Solar never looked so cool!
An international team of scientists has demonstrated for the first time that it's possible to generate a measurable amount of electricity in a diode directly from the coldness of the universe - mind blown!
New work, in a recent issue of Applied Physics Letters, looks to provide a potential path to generating electricity like solar cells but that can power electronics at night.
The infrared semiconductor device faces the sky and uses the temperature difference between Earth and space to produce the electricity.
"The vastness of the universe is a thermodynamic resource," said Shanhui Fan, an author on the paper. "In terms of optoelectronic physics, there is really this very beautiful symmetry between harvesting incoming radiation and harvesting outgoing radiation."

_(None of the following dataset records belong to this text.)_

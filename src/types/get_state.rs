//! GetState request and response types

use super::request::{BaseRequest, SignedRequest};
use super::response::{ApiResponse, BaseResponse};
use serde::{Deserialize, Serialize};
use std::collections::HashMap;

/// Query the current status of a single payment
#[derive(Debug, Clone, Default, Serialize)]
pub struct GetStateRequest {
    #[serde(flatten)]
    pub base: BaseRequest,
    /// Gateway payment identifier
    #[serde(rename = "PaymentId")]
    pub payment_id: String,
    /// Client IP address
    #[serde(rename = "IP", skip_serializing_if = "Option::is_none")]
    pub ip: Option<String>,
}

impl GetStateRequest {
    /// Create a new get state request
    pub fn new(payment_id: impl Into<String>) -> Self {
        Self {
            base: BaseRequest::default(),
            payment_id: payment_id.into(),
            ip: None,
        }
    }

    /// Set the client IP address
    pub fn with_ip(mut self, ip: impl Into<String>) -> Self {
        self.ip = Some(ip.into());
        self
    }
}

impl SignedRequest for GetStateRequest {
    fn token_values(&self) -> HashMap<String, String> {
        let mut values = HashMap::from([("PaymentId".to_string(), self.payment_id.clone())]);
        if let Some(ip) = &self.ip {
            values.insert("IP".to_string(), ip.clone());
        }
        values
    }

    fn set_terminal_key(&mut self, terminal_key: &str) {
        self.base.set_terminal_key(terminal_key);
    }

    fn set_token(&mut self, token: String) {
        self.base.set_token(token);
    }
}

/// GetState response
#[derive(Debug, Clone, Default, PartialEq, Eq, Serialize, Deserialize)]
pub struct GetStateResponse {
    #[serde(flatten)]
    pub base: BaseResponse,
    #[serde(rename = "OrderId", default)]
    pub order_id: String,
    #[serde(rename = "PaymentId", default)]
    pub payment_id: String,
    #[serde(rename = "Status", default)]
    pub status: String,
    /// Amount in kopecks
    #[serde(rename = "Amount", default)]
    pub amount: u64,
}

impl ApiResponse for GetStateResponse {
    fn base(&self) -> &BaseResponse {
        &self.base
    }
}
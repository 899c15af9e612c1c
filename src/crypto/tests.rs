//! Tests for token generation

use super::{generate_token, sign_fields};
use proptest::prelude::*;
use std::collections::HashMap;

fn fields(pairs: &[(&str, &str)]) -> HashMap<String, String> {
    pairs
        .iter()
        .map(|(k, v)| (k.to_string(), v.to_string()))
        .collect()
}

#[test]
fn test_golden_token() {
    // Byte-wise key order is OrderId, Password, TerminalKey -> "ORD42pwTK1"
    let token = generate_token(&fields(&[
        ("TerminalKey", "TK1"),
        ("Password", "pw"),
        ("OrderId", "ORD42"),
    ]));
    assert_eq!(
        token,
        "5705c92d0b3a838dd8f14b9b152025db1707c30c9dc094b3e30ea207f6531604"
    );
}

#[test]
fn test_empty_map_hashes_empty_input() {
    assert_eq!(
        generate_token(&HashMap::new()),
        "e3b0c44298fc1c149afbf4c8996fb92427ae41e4649b934ca495991b7852b855"
    );
}

#[test]
fn test_token_is_lowercase_hex() {
    let token = generate_token(&fields(&[("A", "1")]));
    assert_eq!(token.len(), 64);
    assert!(token
        .chars()
        .all(|c| c.is_ascii_digit() || ('a'..='f').contains(&c)));
}

#[test]
fn test_sign_fields_matches_manual_map() {
    let signed = sign_fields(fields(&[("OrderId", "ORD42")]), "TK1", "pw");
    let manual = generate_token(&fields(&[
        ("OrderId", "ORD42"),
        ("TerminalKey", "TK1"),
        ("Password", "pw"),
    ]));
    assert_eq!(signed, manual);
}

#[test]
fn test_password_sensitivity() {
    let a = sign_fields(fields(&[("OrderId", "ORD42")]), "TK1", "secret-a");
    let b = sign_fields(fields(&[("OrderId", "ORD42")]), "TK1", "secret-b");
    assert_ne!(a, b);
}

#[test]
fn test_uppercase_keys_sort_before_lowercase() {
    // "Zeta" < "alpha" byte-wise
    let token = generate_token(&fields(&[("alpha", "1"), ("Zeta", "2")]));
    let expected = generate_token(&fields(&[("k", "21")]));
    assert_eq!(token, expected);
}

#[test]
fn test_separator_free_concatenation_collides() {
    let a = generate_token(&fields(&[("a", "xy"), ("b", "z")]));
    let b = generate_token(&fields(&[("a", "x"), ("b", "yz")]));
    assert_eq!(a, b);
}

proptest! {
    #![proptest_config(ProptestConfig::with_cases(100))]

    #[test]
    fn test_token_order_independent(
        pairs in prop::collection::hash_map("[A-Za-z]{1,12}", "[ -~]{0,16}", 1..12)
            .prop_flat_map(|map| {
                let entries: Vec<(String, String)> = map.into_iter().collect();
                (Just(entries.clone()), Just(entries).prop_shuffle())
            })
    ) {
        let (original, shuffled) = pairs;
        let first: HashMap<String, String> = original.into_iter().collect();
        let mut second = HashMap::with_capacity(shuffled.len() * 4);
        for (k, v) in shuffled {
            second.insert(k, v);
        }
        prop_assert_eq!(generate_token(&first), generate_token(&second));
    }

    #[test]
    fn test_token_value_sensitivity(
        map in prop::collection::hash_map("[A-Za-z]{1,12}", "[a-z0-9]{0,16}", 1..8),
        pick in any::<prop::sample::Index>(),
        suffix in "[A-Z]{1,4}",
    ) {
        let keys: Vec<String> = map.keys().cloned().collect();
        let key = pick.get(&keys[..]).clone();

        let mut changed = map.clone();
        if let Some(value) = changed.get_mut(&key) {
            value.push_str(&suffix);
        }

        prop_assert_ne!(generate_token(&map), generate_token(&changed));
    }

    #[test]
    fn test_token_password_sensitivity(
        order_id in "[A-Za-z0-9]{1,20}",
        first in "[a-z0-9]{1,16}",
        second in "[a-z0-9]{1,16}",
    ) {
        prop_assume!(first != second);
        let mut signable = HashMap::new();
        signable.insert("OrderId".to_string(), order_id);

        prop_assert_ne!(
            sign_fields(signable.clone(), "TK1", &first),
            sign_fields(signable, "TK1", &second)
        );
    }
}
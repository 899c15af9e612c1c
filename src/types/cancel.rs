//! Cancel request and response types

use super::request::{BaseRequest, SignedRequest};
use super::response::{ApiResponse, BaseResponse};
use serde::{Deserialize, Serialize};
use std::collections::HashMap;

/// Cancel an authorized payment or refund a confirmed one
#[derive(Debug, Clone, Default, Serialize)]
pub struct CancelRequest {
    #[serde(flatten)]
    pub base: BaseRequest,
    /// Gateway payment identifier
    #[serde(rename = "PaymentId")]
    pub payment_id: String,
    /// Amount to return in kopecks; the full amount when absent
    #[serde(rename = "Amount", skip_serializing_if = "Option::is_none")]
    pub amount: Option<u64>,
    /// Client IP address
    #[serde(rename = "IP", skip_serializing_if = "Option::is_none")]
    pub ip: Option<String>,
}

impl CancelRequest {
    /// Create a request cancelling the full payment amount
    pub fn new(payment_id: impl Into<String>) -> Self {
        Self {
            base: BaseRequest::default(),
            payment_id: payment_id.into(),
            amount: None,
            ip: None,
        }
    }

    /// Cancel only part of the payment
    pub fn with_amount(mut self, amount: u64) -> Self {
        self.amount = Some(amount);
        self
    }

    /// Set the client IP address
    pub fn with_ip(mut self, ip: impl Into<String>) -> Self {
        self.ip = Some(ip.into());
        self
    }
}

impl SignedRequest for CancelRequest {
    fn token_values(&self) -> HashMap<String, String> {
        let mut values = HashMap::from([("PaymentId".to_string(), self.payment_id.clone())]);
        if let Some(amount) = self.amount {
            values.insert("Amount".to_string(), amount.to_string());
        }
        if let Some(ip) = &self.ip {
            values.insert("IP".to_string(), ip.clone());
        }
        values
    }

    fn set_terminal_key(&mut self, terminal_key: &str) {
        self.base.set_terminal_key(terminal_key);
    }

    fn set_token(&mut self, token: String) {
        self.base.set_token(token);
    }
}

/// Cancel response
#[derive(Debug, Clone, Default, PartialEq, Eq, Serialize, Deserialize)]
pub struct CancelResponse {
    #[serde(flatten)]
    pub base: BaseResponse,
    #[serde(rename = "OrderId", default)]
    pub order_id: String,
    #[serde(rename = "PaymentId", default)]
    pub payment_id: String,
    #[serde(rename = "Status", default)]
    pub status: String,
    /// Amount before the cancellation, in kopecks
    #[serde(rename = "OriginalAmount", default)]
    pub original_amount: u64,
    /// Amount left after the cancellation, in kopecks
    #[serde(rename = "NewAmount", default)]
    pub new_amount: u64,
}

impl ApiResponse for CancelResponse {
    fn base(&self) -> &BaseResponse {
        &self.base
    }
}

#[cfg(test)]
mod tests {
    use super::*;
    use serde_json::json;

    #[test]
    fn test_partial_cancel_signs_amount() {
        let request = CancelRequest::new("700").with_amount(500);
        let values = request.token_values();
        assert_eq!(values.get("Amount").map(String::as_str), Some("500"));

        let value = serde_json::to_value(&request).unwrap();
        assert_eq!(value["Amount"], json!(500));
        assert!(value.get("IP").is_none());
    }

    #[test]
    fn test_response_decoding() {
        let response: CancelResponse = serde_json::from_str(
            r#"{"Success":true,"ErrorCode":"0","OrderId":"ORD42","PaymentId":"700",
                "Status":"PARTIAL_REFUNDED","OriginalAmount":1500,"NewAmount":1000}"#,
        )
        .unwrap();
        assert_eq!(response.original_amount, 1500);
        assert_eq!(response.new_amount, 1000);
    }
}
//! Client configuration types

use super::environment::Environment;
use crate::transport::HttpTransport;
use crate::{AcquiringError, Result};
use std::sync::Arc;
use std::time::Duration;

/// Terminal credentials issued by the gateway
#[derive(Clone, PartialEq, Eq)]
pub struct Credentials {
    terminal_key: String,
    password: String,
}

impl Credentials {
    /// Create a new credential pair
    pub fn new(terminal_key: impl Into<String>, password: impl Into<String>) -> Self {
        Self {
            terminal_key: terminal_key.into(),
            password: password.into(),
        }
    }

    /// Public terminal identifier
    pub fn terminal_key(&self) -> &str {
        &self.terminal_key
    }

    /// Shared secret used for signing
    pub fn password(&self) -> &str {
        &self.password
    }
}

impl std::fmt::Debug for Credentials {
    fn fmt(&self, f: &mut std::fmt::Formatter<'_>) -> std::fmt::Result {
        f.debug_struct("Credentials")
            .field("terminal_key", &self.terminal_key)
            .field("password", &"<redacted>")
            .finish()
    }
}

/// Acquiring client configuration
#[derive(Clone)]
pub struct ClientConfig {
    /// Terminal credentials
    pub credentials: Credentials,
    /// Gateway root URL, request paths are appended to it verbatim
    pub base_url: String,
    /// Default deadline for every call, used when the call's context sets none
    pub timeout: Option<Duration>,
    /// Custom transport; a `reqwest::Client` is built when absent
    pub transport: Option<Arc<dyn HttpTransport>>,
}

impl std::fmt::Debug for ClientConfig {
    fn fmt(&self, f: &mut std::fmt::Formatter<'_>) -> std::fmt::Result {
        f.debug_struct("ClientConfig")
            .field("credentials", &self.credentials)
            .field("base_url", &self.base_url)
            .field("timeout", &self.timeout)
            .field(
                "transport",
                &self.transport.as_ref().map(|_| "<transport>"),
            )
            .finish()
    }
}

impl ClientConfig {
    /// Create a config for the production gateway
    pub fn new(terminal_key: impl Into<String>, password: impl Into<String>) -> Self {
        Self {
            credentials: Credentials::new(terminal_key, password),
            base_url: Environment::Production.base_url().to_string(),
            timeout: None,
            transport: None,
        }
    }

    /// Validate the client configuration
    pub fn validate(&self) -> Result<()> {
        if self.credentials.terminal_key().is_empty() {
            return Err(AcquiringError::config("Terminal key cannot be empty"));
        }

        if self.credentials.password().is_empty() {
            return Err(AcquiringError::config("Password cannot be empty"));
        }

        validate_base_url(&self.base_url)
    }

    /// Set the gateway root URL
    pub fn with_base_url(mut self, base_url: impl Into<String>) -> Self {
        self.base_url = base_url.into();
        self
    }

    /// Point the client at a predefined environment
    pub fn with_environment(mut self, environment: Environment) -> Self {
        self.base_url = environment.base_url().to_string();
        self
    }

    /// Set the default per-call deadline
    pub fn with_timeout(mut self, timeout: Duration) -> Self {
        self.timeout = Some(timeout);
        self
    }

    /// Use a custom transport
    pub fn with_transport<T: HttpTransport + 'static>(mut self, transport: T) -> Self {
        self.transport = Some(Arc::new(transport));
        self
    }
}

/// Check that a gateway root URL is an absolute http(s) URL
pub(crate) fn validate_base_url(base_url: &str) -> Result<()> {
    if base_url.is_empty() {
        return Err(AcquiringError::config("Base URL cannot be empty"));
    }

    let parsed = url::Url::parse(base_url)
        .map_err(|e| AcquiringError::config(format!("Invalid base URL {}: {}", base_url, e)))?;

    match parsed.scheme() {
        "http" | "https" => Ok(()),
        scheme => Err(AcquiringError::config(format!(
            "Base URL must use http or https, got {}",
            scheme
        ))),
    }
}

#[cfg(test)]
mod tests {
    use super::*;

    #[test]
    fn test_config_defaults() {
        let config = ClientConfig::new("TK1", "pw");
        assert_eq!(config.base_url, "https://securepay.tinkoff.ru/v2");
        assert_eq!(config.timeout, None);
        assert!(config.transport.is_none());
        assert!(config.validate().is_ok());
    }

    #[test]
    fn test_config_builder() {
        let config = ClientConfig::new("TK1", "pw")
            .with_environment(Environment::Test)
            .with_timeout(Duration::from_secs(10));
        assert_eq!(config.base_url, "https://rest-api-test.tinkoff.ru/v2");
        assert_eq!(config.timeout, Some(Duration::from_secs(10)));
    }

    #[test]
    fn test_config_validation() {
        assert!(ClientConfig::new("", "pw").validate().is_err());
        assert!(ClientConfig::new("TK1", "").validate().is_err());
        assert!(ClientConfig::new("TK1", "pw")
            .with_base_url("")
            .validate()
            .is_err());
        assert!(ClientConfig::new("TK1", "pw")
            .with_base_url("ftp://example.com")
            .validate()
            .is_err());
        assert!(ClientConfig::new("TK1", "pw")
            .with_base_url("not a url")
            .validate()
            .is_err());
        assert!(ClientConfig::new("TK1", "pw")
            .with_base_url("http://127.0.0.1:8080/v2")
            .validate()
            .is_ok());
    }

    #[test]
    fn test_debug_redacts_password() {
        let config = ClientConfig::new("TK1", "super-secret");
        let printed = format!("{:?}", config);
        assert!(printed.contains("TK1"));
        assert!(!printed.contains("super-secret"));
    }
}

In contrast to leveraging incoming energy as a normal solar cell would, the negative illumination effect allows electrical energy to be harvested as heat leaves a surface. Though, today's technology doesn't capture the energy differences as efficiently the group was able to find a great enough temperature difference to generate power through an early design.
"The amount of power that we can generate with this experiment, at the moment, is far below what the theoretical limit is," said Masashi Ono, another author on the paper.
While the results show promise for ground-based devices directed to the sky, Fan said the same principle could be used to recover waste heat from machines. For now, he and his group are focusing on improving their device's performance.